Em tempos de Brasil moderno que anda como caranguejo, especialmente na seara do fascismo salvacionista e religioso que invade a mentalidade comum, sempre é oportuno retomar a história e a análise crítica. No texto Ação Católica – católicos integristas – jesuítas – modernistas, Cadernos do Cárcere, o pensador italiano Antonio Gramsci analisa a posição centrista/cesarista da Igreja católica na Itália. Para nós, será o guia para tomar de empréstimo recursos que permitam visualizar o papel ocupado pelas igrejas e seitas neopentecostais.

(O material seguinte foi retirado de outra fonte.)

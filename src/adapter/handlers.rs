//! Optional adapter capabilities.
//!
//! Every hook is an `Option` of a shared closure, so "does this adapter form tools?"
//! is a type-level question instead of a runtime lookup.

use serde_json::{Map, Value};
use std::fmt;
use std::sync::Arc;

use super::context::RequestContext;
use crate::compose::BodyComponents;
use crate::transport::HttpResponse;
use crate::types::{Message, Payload, ToolDefinition};

/// Runs once before anything is composed. An `Err` aborts the request.
pub type SetupFn = Arc<dyn Fn(&mut RequestContext) -> anyhow::Result<()> + Send + Sync>;
pub type FormMessagesFn = Arc<dyn Fn(&RequestContext, &[Message]) -> BodyComponents + Send + Sync>;
pub type FormToolsFn =
    Arc<dyn Fn(&RequestContext, Option<&[ToolDefinition]>) -> BodyComponents + Send + Sync>;
/// Receives the resolved parameters, the messages, and whatever `tools` key the body holds so far.
pub type FormParametersFn = Arc<
    dyn Fn(&RequestContext, &Map<String, Value>, &[Message], Option<&Value>) -> BodyComponents
        + Send
        + Sync,
>;
pub type SetBodyFn = Arc<dyn Fn(&RequestContext, &Payload) -> BodyComponents + Send + Sync>;
pub type OnExitFn = Arc<dyn Fn(&RequestContext, &HttpResponse) + Send + Sync>;
pub type TeardownFn = Arc<dyn Fn(&RequestContext) + Send + Sync>;

/// The capability set of an adapter. Absent hooks are skipped.
#[derive(Clone, Default)]
pub struct Handlers {
    pub setup: Option<SetupFn>,
    pub form_messages: Option<FormMessagesFn>,
    pub form_tools: Option<FormToolsFn>,
    pub form_parameters: Option<FormParametersFn>,
    pub set_body: Option<SetBodyFn>,
    pub on_exit: Option<OnExitFn>,
    pub teardown: Option<TeardownFn>,
}

impl Handlers {
    pub fn new() -> Self {
        Self::default()
    }

    /// Generic handlers that place the payload on the wire unchanged:
    /// `messages` as given, `tools` when present, parameters plus `model` and `stream`.
    pub fn passthrough() -> Self {
        Self::new()
            .with_form_messages(|_, messages| {
                let mut out = Map::new();
                out.insert(
                    "messages".to_string(),
                    serde_json::to_value(messages).unwrap_or(Value::Null),
                );
                out
            })
            .with_form_tools(|_, tools| {
                let mut out = Map::new();
                if let Some(tools) = tools.filter(|t| !t.is_empty()) {
                    out.insert(
                        "tools".to_string(),
                        serde_json::to_value(tools).unwrap_or(Value::Null),
                    );
                }
                out
            })
            .with_form_parameters(|ctx, params, _, _| {
                let mut out = params.clone();
                if let Some(model) = &ctx.model {
                    out.entry("model")
                        .or_insert_with(|| Value::String(model.clone()));
                }
                if ctx.adapter().opts.stream {
                    out.insert("stream".to_string(), Value::Bool(true));
                }
                out
            })
    }

    pub fn with_setup<F>(mut self, f: F) -> Self
    where
        F: Fn(&mut RequestContext) -> anyhow::Result<()> + Send + Sync + 'static,
    {
        self.setup = Some(Arc::new(f));
        self
    }

    pub fn with_form_messages<F>(mut self, f: F) -> Self
    where
        F: Fn(&RequestContext, &[Message]) -> BodyComponents + Send + Sync + 'static,
    {
        self.form_messages = Some(Arc::new(f));
        self
    }

    pub fn with_form_tools<F>(mut self, f: F) -> Self
    where
        F: Fn(&RequestContext, Option<&[ToolDefinition]>) -> BodyComponents + Send + Sync + 'static,
    {
        self.form_tools = Some(Arc::new(f));
        self
    }

    pub fn with_form_parameters<F>(mut self, f: F) -> Self
    where
        F: Fn(&RequestContext, &Map<String, Value>, &[Message], Option<&Value>) -> BodyComponents
            + Send
            + Sync
            + 'static,
    {
        self.form_parameters = Some(Arc::new(f));
        self
    }

    pub fn with_set_body<F>(mut self, f: F) -> Self
    where
        F: Fn(&RequestContext, &Payload) -> BodyComponents + Send + Sync + 'static,
    {
        self.set_body = Some(Arc::new(f));
        self
    }

    pub fn with_on_exit<F>(mut self, f: F) -> Self
    where
        F: Fn(&RequestContext, &HttpResponse) + Send + Sync + 'static,
    {
        self.on_exit = Some(Arc::new(f));
        self
    }

    pub fn with_teardown<F>(mut self, f: F) -> Self
    where
        F: Fn(&RequestContext) + Send + Sync + 'static,
    {
        self.teardown = Some(Arc::new(f));
        self
    }

    /// Names of the hooks this set declares, in pipeline order.
    pub fn declared(&self) -> Vec<&'static str> {
        let mut out = Vec::new();
        if self.setup.is_some() {
            out.push("setup");
        }
        if self.form_messages.is_some() {
            out.push("form_messages");
        }
        if self.form_tools.is_some() {
            out.push("form_tools");
        }
        if self.form_parameters.is_some() {
            out.push("form_parameters");
        }
        if self.set_body.is_some() {
            out.push("set_body");
        }
        if self.on_exit.is_some() {
            out.push("on_exit");
        }
        if self.teardown.is_some() {
            out.push("teardown");
        }
        out
    }
}

impl fmt::Debug for Handlers {
    fn fmt(&self, f: &mut fmt::Formatter<'_>) -> fmt::Result {
        f.debug_struct("Handlers")
            .field("declared", &self.declared())
            .finish()
    }
}

#[cfg(test)]
mod tests {
    use super::*;

    #[test]
    fn declared_lists_hooks_in_pipeline_order() {
        let h = Handlers::new()
            .with_teardown(|_| {})
            .with_form_messages(|_, _| Map::new())
            .with_setup(|_| Ok(()));
        assert_eq!(h.declared(), vec!["setup", "form_messages", "teardown"]);
        assert_eq!(
            format!("{:?}", h),
            "Handlers { declared: [\"setup\", \"form_messages\", \"teardown\"] }"
        );
    }

    #[test]
    fn passthrough_declares_only_body_hooks() {
        assert_eq!(
            Handlers::passthrough().declared(),
            vec!["form_messages", "form_tools", "form_parameters"]
        );
    }
}
use serde::Serialize;
use std::fmt;
use std::sync::Arc;

use crate::transport::HttpResponse;
use crate::Result;

/// Terminal classification of a request.
#[derive(Debug, Clone, Copy, PartialEq, Eq, Serialize)]
#[serde(rename_all = "lowercase")]
pub enum RequestStatus {
    Success,
    /// HTTP status >= 400 or transport failure.
    Error,
    Cancelled,
}

impl RequestStatus {
    pub fn as_str(self) -> &'static str {
        match self {
            RequestStatus::Success => "success",
            RequestStatus::Error => "error",
            RequestStatus::Cancelled => "cancelled",
        }
    }
}

impl fmt::Display for RequestStatus {
    fn fmt(&self, f: &mut fmt::Formatter<'_>) -> fmt::Result {
        f.write_str(self.as_str())
    }
}

#[derive(Debug, Clone, PartialEq, Eq, Serialize)]
pub struct AdapterSummary {
    pub name: String,
    pub formatted_name: String,
    pub model: Option<String>,
}

/// Per-request options. `id`, `adapter` and `status` are filled in by the client
/// and travel with every lifecycle event of the request.
#[derive(Debug, Clone, Default, PartialEq, Eq, Serialize)]
pub struct RequestOptions {
    pub silent: bool,
    pub status: Option<RequestStatus>,
    pub id: Option<u64>,
    /// Suffix for a second, request-specific name of every lifecycle event.
    pub event: Option<String>,
    pub adapter: Option<AdapterSummary>,
}

impl RequestOptions {
    pub fn new() -> Self {
        Self::default()
    }

    pub fn silent(mut self, silent: bool) -> Self {
        self.silent = silent;
        self
    }

    pub fn event(mut self, suffix: impl Into<String>) -> Self {
        self.event = Some(suffix.into());
        self
    }
}

/// Data handed to the request callback.
#[derive(Debug, Clone, PartialEq, Eq)]
pub enum ResponseValue {
    /// One piece of a streamed body, forwarded as it arrived.
    Chunk(String),
    /// The whole response of a buffered request.
    Complete(HttpResponse),
}

impl ResponseValue {
    pub fn text(&self) -> &str {
        match self {
            ResponseValue::Chunk(c) => c,
            ResponseValue::Complete(r) => &r.body,
        }
    }
}

pub type Callback = Arc<dyn Fn(Result<ResponseValue>) + Send + Sync>;
pub type DoneFn = Arc<dyn Fn() + Send + Sync>;

/// Caller hooks for one request.
///
/// `callback` sees every chunk, the full response of buffered requests, and
/// transport failures as `Err`. HTTP error statuses arrive as ordinary data.
/// `done` runs at most once, on the terminal response path only.
#[derive(Clone)]
pub struct Actions {
    pub(crate) callback: Callback,
    pub(crate) done: Option<DoneFn>,
}

impl Actions {
    pub fn new<F>(callback: F) -> Self
    where
        F: Fn(Result<ResponseValue>) + Send + Sync + 'static,
    {
        Self {
            callback: Arc::new(callback),
            done: None,
        }
    }

    pub fn on_done<F>(mut self, done: F) -> Self
    where
        F: Fn() + Send + Sync + 'static,
    {
        self.done = Some(Arc::new(done));
        self
    }
}

impl fmt::Debug for Actions {
    fn fmt(&self, f: &mut fmt::Formatter<'_>) -> fmt::Result {
        f.debug_struct("Actions")
            .field("done", &self.done.is_some())
            .finish()
    }
}

/// Everything a request produced, collected by [`Client::send`](super::Client::send).
#[derive(Debug, Clone, PartialEq, Eq)]
pub struct Completed {
    pub status: RequestStatus,
    pub chunks: Vec<String>,
    pub response: Option<HttpResponse>,
}

impl Completed {
    /// Streamed chunks joined, or the buffered response body.
    pub fn text(&self) -> String {
        match &self.response {
            Some(r) if self.chunks.is_empty() => r.body.clone(),
            _ => self.chunks.concat(),
        }
    }
}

O período anterior à formação da Ação Católica – 1789/1848 – explicita o embate pela laicização e secularização do poder. Nesse período de incubação apresentaram-se os fatos e os conceitos de nação e de pátria, como norteadores das massas populares insatisfeitas com o jugo religioso da Igreja Católica. Na Itália, o anticlericalismo após 1848 foi, inclusive, militar. A vitória do liberalismo seria consagradora, como concepção do mundo e não só como filosofia política. O que, ao revés, forçaria a Igreja Católica buscar a organização de Partido Político que a defendesse (Gramsci, p. 147).

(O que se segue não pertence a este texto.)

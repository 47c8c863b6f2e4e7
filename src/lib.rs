//! *Conversion between geographical coordinates and Universal Transverse
//! Mercator (UTM) coordinates*.
//!
//! The engine projects latitude/longitude on the WGS84 ellipsoid to
//! easting/northing in one of the 60 UTM zones, and back. The projection
//! is the classical Krüger/Redfearn series, as given by Snyder (1987),
//! truncated to 5th order in easting and 6th order in northing.
//!
//! ```
//! use utmconv::prelude::*;
//!
//! # fn main() -> Result<(), Error> {
//! let utm = forward(55., 12., None, true)?;
//! assert_eq!(utm.zone_number, 33);
//! assert_eq!(utm.zone_letter(), Some(ZoneLetter::new('U')?));
//!
//! let geo = inverse(utm.easting, utm.northing, utm.zone_number, utm.designator, true)?;
//! assert!((geo.latitude - 55.).abs() < 1e-6);
//! assert!((geo.longitude - 12.).abs() < 1e-6);
//! # Ok(())
//! # }
//! ```

pub mod bounds;
mod coordinate;
mod ellipsoid;
pub mod math;
mod tmerc;
mod zone;

use thiserror::Error;

/// The bread-and-butter, shrink-wrapped and ready to use
pub mod prelude {
    pub use crate::coordinate::Geo;
    pub use crate::coordinate::Utm;
    pub use crate::ellipsoid::Ellipsoid;
    pub use crate::ellipsoid::EllipsoidConstants;
    pub use crate::tmerc::forward;
    pub use crate::tmerc::inverse;
    pub use crate::tmerc::ForcedZone;
    pub use crate::zone::central_meridian;
    pub use crate::zone::zone_letter;
    pub use crate::zone::zone_number;
    pub use crate::zone::Designator;
    pub use crate::zone::Hemisphere;
    pub use crate::zone::ZoneLetter;
    pub use crate::Direction;
    pub use crate::Direction::Fwd;
    pub use crate::Direction::Inv;
    pub use crate::Error;
}

pub use prelude::*;

/// The UTM scale factor along the central meridian
pub const K0: f64 = 0.9996;

/// The false easting, added to keep eastings positive
pub const FALSE_EASTING: f64 = 500_000.;

/// The false northing used in the southern hemisphere
pub const FALSE_NORTHING: f64 = 10_000_000.;

#[derive(Error, Debug, Clone, PartialEq)]
pub enum Error {
    #[error("latitude {0} out of range (must be between 80 deg S and 84 deg N)")]
    LatitudeOutOfRange(f64),

    #[error("longitude {0} out of range (must be between 180 deg W and 180 deg E)")]
    LongitudeOutOfRange(f64),

    #[error("easting {0} out of range (must be between 100,000 m and 999,999 m)")]
    EastingOutOfRange(f64),

    #[error("northing {0} out of range (must be between 0 m and 10,000,000 m)")]
    NorthingOutOfRange(f64),

    #[error("zone number {0} out of range (must be between 1 and 60)")]
    ZoneNumberOutOfRange(u8),

    #[error("zone letter {0:?} out of range (must be between C and X, excluding I and O)")]
    ZoneLetterOutOfRange(char),

    #[error("either zone letter or hemisphere needs to be set")]
    MissingDesignator,

    #[error("set either zone letter or hemisphere, but not both")]
    ConflictingDesignator,

    #[error("syntax error: {0}")]
    Syntax(String),
}

impl Error {
    /// A value outside its validated domain
    #[must_use]
    pub fn is_range_error(&self) -> bool {
        matches!(
            self,
            Error::LatitudeOutOfRange(_)
                | Error::LongitudeOutOfRange(_)
                | Error::EastingOutOfRange(_)
                | Error::NorthingOutOfRange(_)
                | Error::ZoneNumberOutOfRange(_)
                | Error::ZoneLetterOutOfRange(_)
        )
    }

    /// A malformed call contract: the zone designator is missing or ambiguous
    #[must_use]
    pub fn is_value_error(&self) -> bool {
        matches!(self, Error::MissingDesignator | Error::ConflictingDesignator)
    }
}

/// `Fwd`: Indicate that a two-way conversion should run in the *forward*
/// direction, i.e. from geographical to UTM coordinates.
/// `Inv`: Indicate that it should run in the *inverse* direction.
#[derive(Debug, PartialEq, Eq, Clone, Copy)]
pub enum Direction {
    Fwd,
    Inv,
}

// ----- Tests ---------------------------------------------------------------------

#[cfg(test)]
mod tests {
    use super::*;

    #[test]
    fn error_classes() {
        assert!(Error::LatitudeOutOfRange(85.).is_range_error());
        assert!(Error::ZoneLetterOutOfRange('I').is_range_error());
        assert!(!Error::MissingDesignator.is_range_error());
        assert!(Error::MissingDesignator.is_value_error());
        assert!(Error::ConflictingDesignator.is_value_error());
        assert!(!Error::Syntax("x".to_string()).is_value_error());
    }

    #[test]
    fn error_messages() {
        let msg = Error::ZoneNumberOutOfRange(61).to_string();
        assert!(msg.contains("61"));
        assert!(msg.contains("between 1 and 60"));
        assert_eq!(
            Error::MissingDesignator.to_string(),
            "either zone letter or hemisphere needs to be set"
        );
    }
}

Esta tentativa de se salvar ainda tem reflexos diários, como se vê na oposição entre determinadas expressões: “cristãos e criminosos”. Além de pensamentos eurocêntricos salvacionistas: “cristãos e homem civilizado são sinônimos”. Ora, é patente a lógica da exclusão, a exemplo de outras expressões decorrentes: “cristãos e presos”; “cristãos e soldados”. Até o desfecho final que opõe “cidadãos e soldados” (de Deus). Esta deturpação político-cultural, por sua vez, não passaria incólume: cristão em francês resultou em crétin (daí a designação de cretino, em italiano) ou grédin (patife).

Para que se escondessem os anseios aristocráticos da Ação Católica, sob o domínio papal, foi criado o Partido Popular, mais palatável ao mundo moderno. Além do aprendizado de que o significado da Ação Católica, no passado – guardadas as proporções –, deve ser tomado para se analisar a ameaça exercida hodiernamente pelo neopentecostalismo ao Estado Laico.

A Ação Católica foi totalitária em um duplo sentido (como concepção total do mundo, numa sociedade em sua totalidade) e, literalmente, parcial, uma vez que requereu um partido político (Gramsci, p. 152). Àquela altura, a Igreja enfrentava dois adversários de peso: i) desagregação parcial de sua concepção de mundo (cosmopolitismo) em virtude das cismas e de outras seitas, quebrando sua hierarquia e hegemonia; ii) apostasia e indiferença das massas.

Portanto, tratava-se de um inimigo interno e de outro externo. O terreno político não era mais sacro e, por isso, para não ser eliminada da luta política, a Igreja recorreu aos meios empregados por seus adversários no plano do realismo político. Desse modo, entrava a Igreja na defensiva, como força subalterna. Para nós, no Brasil da segunda década do século XXI, isto traz pistas do porquê a Bancada BBB se destacar tanto.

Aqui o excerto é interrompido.